To find if the cube is entirely within the sphere, you can get away with testing only one vertex - the one furthest from the center of the sphere. You can determine which vertex to test by comparing the center points of the cube and sphere. For example, given a cube centered at (cx,cy,cz) and with an edge half-length of l, and a sphere at (sx,sy,sz) with radius r, the point to test will be

tx = cx + ( cx > sx ? l : -l );
ty = cy + ( cy > sy ? l : -l );
tz = cz + ( cz > sz ? l : -l );

However, testing the corners of the cube against the sphere will not catch all cases of intersection - consider a cube from (-5,-5,-5) to (5,5,5) and a sphere at (0,0,6) with radius 2. The two volumes do intersect but no vertex is inside the sphere.
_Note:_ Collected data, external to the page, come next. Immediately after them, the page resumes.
//! Entity states read by `set_state_field`.
//!
//! The automation host owns entity storage; this module only defines the
//! lookup seam ([`EntityStates`]) plus an in-memory [`EntitySnapshot`]
//! that can be loaded from a JSON export.

use std::collections::HashMap;

use serde::{Deserialize, Serialize};
use serde_json::{Map, Number, Value};

use crate::error::CoreError;

/// Current state of one host entity.
#[derive(Debug, Clone, PartialEq, Serialize, Deserialize)]
pub struct EntityState {
    pub entity_id: String,
    pub state: String,
    #[serde(default)]
    pub attributes: Map<String, Value>,
}

/// Read access to host entity states.
pub trait EntityStates {
    fn get(&self, entity_id: &str) -> Option<EntityState>;
}

impl EntityStates for HashMap<String, EntityState> {
    fn get(&self, entity_id: &str) -> Option<EntityState> {
        HashMap::get(self, entity_id).cloned()
    }
}

/// Point-in-time copy of entity states.
#[derive(Debug, Clone, Default)]
pub struct EntitySnapshot {
    states: HashMap<String, EntityState>,
}

impl EntitySnapshot {
    pub fn new(states: impl IntoIterator<Item = EntityState>) -> Self {
        Self {
            states: states
                .into_iter()
                .map(|s| (s.entity_id.clone(), s))
                .collect(),
        }
    }

    /// Accepts either a list of state objects (the host's `/api/states`
    /// shape) or a map of entity id to state object.
    pub fn from_json(value: Value) -> Result<Self, serde_json::Error> {
        if value.is_array() {
            let states: Vec<EntityState> = serde_json::from_value(value)?;
            return Ok(Self::new(states));
        }

        #[derive(Deserialize)]
        struct Partial {
            state: String,
            #[serde(default)]
            attributes: Map<String, Value>,
        }

        let map: HashMap<String, Partial> = serde_json::from_value(value)?;
        Ok(Self::new(map.into_iter().map(|(entity_id, p)| EntityState {
            entity_id,
            state: p.state,
            attributes: p.attributes,
        })))
    }

    pub fn len(&self) -> usize {
        self.states.len()
    }

    pub fn is_empty(&self) -> bool {
        self.states.is_empty()
    }
}

impl EntityStates for EntitySnapshot {
    fn get(&self, entity_id: &str) -> Option<EntityState> {
        self.states.get(entity_id).cloned()
    }
}

/// `domain.object_id`, lowercase letters, digits and underscores.
pub fn is_valid_entity_id(entity_id: &str) -> bool {
    let Some((domain, object_id)) = entity_id.split_once('.') else {
        return false;
    };
    let valid_part = |part: &str| {
        !part.is_empty()
            && part
                .bytes()
                .all(|b| b.is_ascii_lowercase() || b.is_ascii_digit() || b == b'_')
    };
    valid_part(domain) && valid_part(object_id)
}

/// How a raw entity value is turned into the field sent to Dashino.
#[derive(Debug, Clone, Default)]
pub struct FieldTransform<'a> {
    /// Replacement table applied when the value is a string key in it.
    pub map: Option<&'a Map<String, Value>>,
    /// Coerce to a float.
    pub as_number: bool,
    /// Round numeric values to this many decimal digits (may be negative).
    pub round: Option<i32>,
}

/// Pick the entity's state or a named attribute and apply `transform`.
pub fn extract_field_value(
    entity: &EntityState,
    attribute: Option<&str>,
    transform: &FieldTransform<'_>,
) -> Result<Value, CoreError> {
    let mut value = match attribute.filter(|a| !a.is_empty()) {
        Some(name) => entity
            .attributes
            .get(name)
            .cloned()
            .ok_or_else(|| CoreError::AttributeNotFound {
                entity_id: entity.entity_id.clone(),
                attribute: name.into(),
            })?,
        None => Value::String(entity.state.clone()),
    };

    if let (Some(map), Value::String(key)) = (transform.map, &value) {
        if let Some(mapped) = map.get(key) {
            value = mapped.clone();
        }
    }

    if transform.as_number {
        let not_numeric = || CoreError::NotNumeric {
            entity_id: entity.entity_id.clone(),
        };
        let mut number = to_float(&value).ok_or_else(not_numeric)?;
        if let Some(digits) = transform.round {
            number = round_to(number, digits);
        }
        value = Number::from_f64(number)
            .map(Value::Number)
            .ok_or_else(not_numeric)?;
    }

    Ok(value)
}

fn to_float(value: &Value) -> Option<f64> {
    match value {
        Value::Number(n) => n.as_f64(),
        Value::String(s) => s.trim().parse().ok(),
        Value::Bool(b) => Some(if *b { 1.0 } else { 0.0 }),
        _ => None,
    }
}

/// Round half to even at `digits` decimal places.
fn round_to(value: f64, digits: i32) -> f64 {
    if digits >= 0 {
        let factor = 10f64.powi(digits);
        (value * factor).round_ties_even() / factor
    } else {
        let factor = 10f64.powi(-digits);
        (value / factor).round_ties_even() * factor
    }
}
use reqwest::header::{AUTHORIZATION, CONTENT_TYPE, HeaderMap, HeaderName, HeaderValue};
use secrecy::{ExposeSecret, SecretString};

use crate::error::Error;

/// Header carrying the shared secret unless a profile overrides it.
pub const DEFAULT_SECRET_HEADER: &str = "X-Dashino-Secret";

/// Header name used before the secret header became configurable.
pub const LEGACY_SECRET_HEADER: &str = "X-Webhook-Secret";

/// Which authentication material is attached to requests.
///
/// Marker enum (no data) -- the secrets themselves live in [`Credentials`].
/// Useful for logging the auth flow without carrying secret material.
#[derive(Debug, Clone, Copy, PartialEq, Eq)]
pub enum AuthStrategy {
    /// No credentials; only `Content-Type` is sent.
    Anonymous,
    /// `Authorization: Bearer <token>`.
    Bearer,
    /// `<secret_header>: <secret>`.
    SharedSecret,
    /// Bearer token and shared secret together.
    BearerAndSecret,
}

/// Credentials for authenticating with a Dashino instance.
///
/// Both mechanisms are optional and independent: a token adds bearer
/// authorization, a secret adds the shared-secret header. Empty values
/// count as absent.
#[derive(Debug, Clone)]
pub struct Credentials {
    api_token: Option<SecretString>,
    secret: Option<SecretString>,
    secret_header: String,
}

impl Default for Credentials {
    fn default() -> Self {
        Self {
            api_token: None,
            secret: None,
            secret_header: DEFAULT_SECRET_HEADER.into(),
        }
    }
}

impl Credentials {
    pub fn new() -> Self {
        Self::default()
    }

    pub fn with_api_token(mut self, token: Option<SecretString>) -> Self {
        self.api_token = token.filter(|t| !t.expose_secret().is_empty());
        self
    }

    pub fn with_secret(mut self, secret: Option<SecretString>) -> Self {
        self.secret = secret.filter(|s| !s.expose_secret().is_empty());
        self
    }

    /// Override the secret header name. Blank names fall back to
    /// [`DEFAULT_SECRET_HEADER`].
    pub fn with_secret_header(mut self, name: impl Into<String>) -> Self {
        let name = name.into();
        let name = name.trim();
        self.secret_header = if name.is_empty() {
            DEFAULT_SECRET_HEADER.into()
        } else {
            name.to_owned()
        };
        self
    }

    pub fn secret_header(&self) -> &str {
        &self.secret_header
    }

    pub fn has_api_token(&self) -> bool {
        self.api_token.is_some()
    }

    pub fn has_secret(&self) -> bool {
        self.secret.is_some()
    }

    pub fn strategy(&self) -> AuthStrategy {
        match (self.has_api_token(), self.has_secret()) {
            (false, false) => AuthStrategy::Anonymous,
            (true, false) => AuthStrategy::Bearer,
            (false, true) => AuthStrategy::SharedSecret,
            (true, true) => AuthStrategy::BearerAndSecret,
        }
    }

    /// Build the header set sent with every request.
    ///
    /// Always `Content-Type: application/json`; `Authorization` iff a token
    /// is configured; the secret header iff a secret is configured. Secret
    /// values are marked sensitive so they never show up in debug output.
    pub fn headers(&self) -> Result<HeaderMap, Error> {
        let mut headers = HeaderMap::new();
        headers.insert(CONTENT_TYPE, HeaderValue::from_static("application/json"));

        if let Some(ref token) = self.api_token {
            let value = sensitive_value(
                AUTHORIZATION.as_str(),
                &format!("Bearer {}", token.expose_secret()),
            )?;
            headers.insert(AUTHORIZATION, value);
        }

        if let Some(ref secret) = self.secret {
            let name = HeaderName::from_bytes(self.secret_header.as_bytes()).map_err(|e| {
                Error::InvalidHeader {
                    name: self.secret_header.clone(),
                    reason: e.to_string(),
                }
            })?;
            let value = sensitive_value(&self.secret_header, secret.expose_secret())?;
            headers.insert(name, value);
        }

        Ok(headers)
    }
}

/// Whether `raw` can be sent as an HTTP header value.
pub fn is_valid_header_value(raw: &str) -> bool {
    HeaderValue::from_str(raw).is_ok()
}

fn sensitive_value(name: &str, raw: &str) -> Result<HeaderValue, Error> {
    let mut value = HeaderValue::from_str(raw).map_err(|e| Error::InvalidHeader {
        name: name.into(),
        reason: e.to_string(),
    })?;
    value.set_sensitive(true);
    Ok(value)
}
I'd go for a multi-pass approach:

Check the axis-aligned bounding box of the sphere against the cube - really simple check with quick rejection for obviously-not-intersecting cases.
Check if the sphere center lies within the cube
This possibility may be precluded in your system, but you should also do a bounding box check for the case where the sphere is entirely within the cube.
At this point, there's little choice but to go ahead and check for intersections between the sphere and the cube faces.

For the purposes of walking an octree though, I would be tempted just treat the sphere as an axis-aligned bounding box and live with the small false-positive rate. I wouldn't be at all surprised to learn that this would be faster than getting the absolutely correct intersection results.

Question 2

You could measure the distance from the center of the cube to the center of the sphere. Together with the length of the diagonal of the cube and the radius of the sphere, you could determine wether the cube is inside the sphere.